Художник поднял глаза.
– Держи этих собак подальше от моей спины, Лейчестер, – сказал он. – Ну что, Стелла, ты приготовила свой яд?
Стелла подошла и заглянула ему через плечо.
– Да, дядя, – сказала она.
– Ты пробыла достаточно долго, чтобы приготовить двадцать неудобоваримых соединений, – сказал он, глядя на вид, который он рисовал.
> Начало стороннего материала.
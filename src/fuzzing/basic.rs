use super::*;

qc!(slash_24, _slash_24);
fn _slash_24(ops: Vec<Operation>) -> bool {
    let mut pool = AddressAllocator::new((0x0a000000u32, 24)).unwrap();
    run(&mut pool, ops)
}

qc!(slash_24_no_reservations, _slash_24_no_reservations);
fn _slash_24_no_reservations(ops: Vec<Operation>) -> bool {
    let mut pool =
        AddressAllocator::with_reservations((0xc0a80100u32, 24), Reservations::none()).unwrap();
    run(&mut pool, ops)
}

qc!(tiny_subnets, _tiny_subnets);
fn _tiny_subnets((len, ops): (u8, Vec<Operation>)) -> bool {
    // between 0 and 5 host bits, so that the subnet runs full all the time.
    let len = 27 + len % 6;
    let mut pool =
        AddressAllocator::with_reservations((0xac100020u32, len), Reservations::none()).unwrap();
    run(&mut pool, ops)
}

qc!(top_of_address_space, _top_of_address_space);
fn _top_of_address_space(ops: Vec<Operation>) -> bool {
    let mut pool = AddressAllocator::new((0xffffff00u32, 24)).unwrap();
    run(&mut pool, ops)
}

qc!(clear_restores_construction, _clear_restores_construction);
fn _clear_restores_construction(ops: Vec<Operation>) -> bool {
    let mut pool = AddressAllocator::new((0x0a000000u32, 26)).unwrap();
    let fresh = pool.iter().collect::<Vec<_>>();
    let live = pool.table.live();
    if !run(&mut pool, ops) {
        return false;
    }
    pool.clear().unwrap();
    pool.assert_consistent();
    pool.iter().eq(fresh) && pool.table.live() == live
}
Стелла наклонила голову, чтобы скрыть румянец, вспыхнувший при воспоминании о том, как медленно они шли по лугам.
– Как у вас дела? – спросил лорд Лейчестер.
Старик хмыкнул.
– Довольно хорошо; лучше, чем будут теперь, когда вы пришли, чтобы ерзать.
Лорд Лейчестер рассмеялся.
– Довольно ясный намек на то, что наша компания желанна больше, чем наше общество, мисс Этеридж. Разве мы не можем исчезнуть в космосе?
Стелла рассмеялась и опустилась на траву.
– Это способ дяди умолять нас остаться, – сказала она.
Лорд Лейчестер рассмеялся и, отослав собак, бросился почти к ее ногам.
– Я не преувеличил? – спросил он, указывая хлыстом на открывшийся вид.
– Ни единого атома, – ответила Стелла. – Это прекрасно, прекрасно, и это все, что можно сказать.
– Я хотел бы, чтобы вы удовлетворились этим и не настаивали на том, чтобы я написал картину, – ответил мистер Этеридж.
Лорд Лейчестер вскочил на ноги.
– Это последняя капля. Мы не останемся жертвами жестокого обращения, мисс Этеридж, – сказал он.
Стелла оставалась неподвижной. Он подошел и встал над ней, молча глядя на нее с задумчивым нетерпением.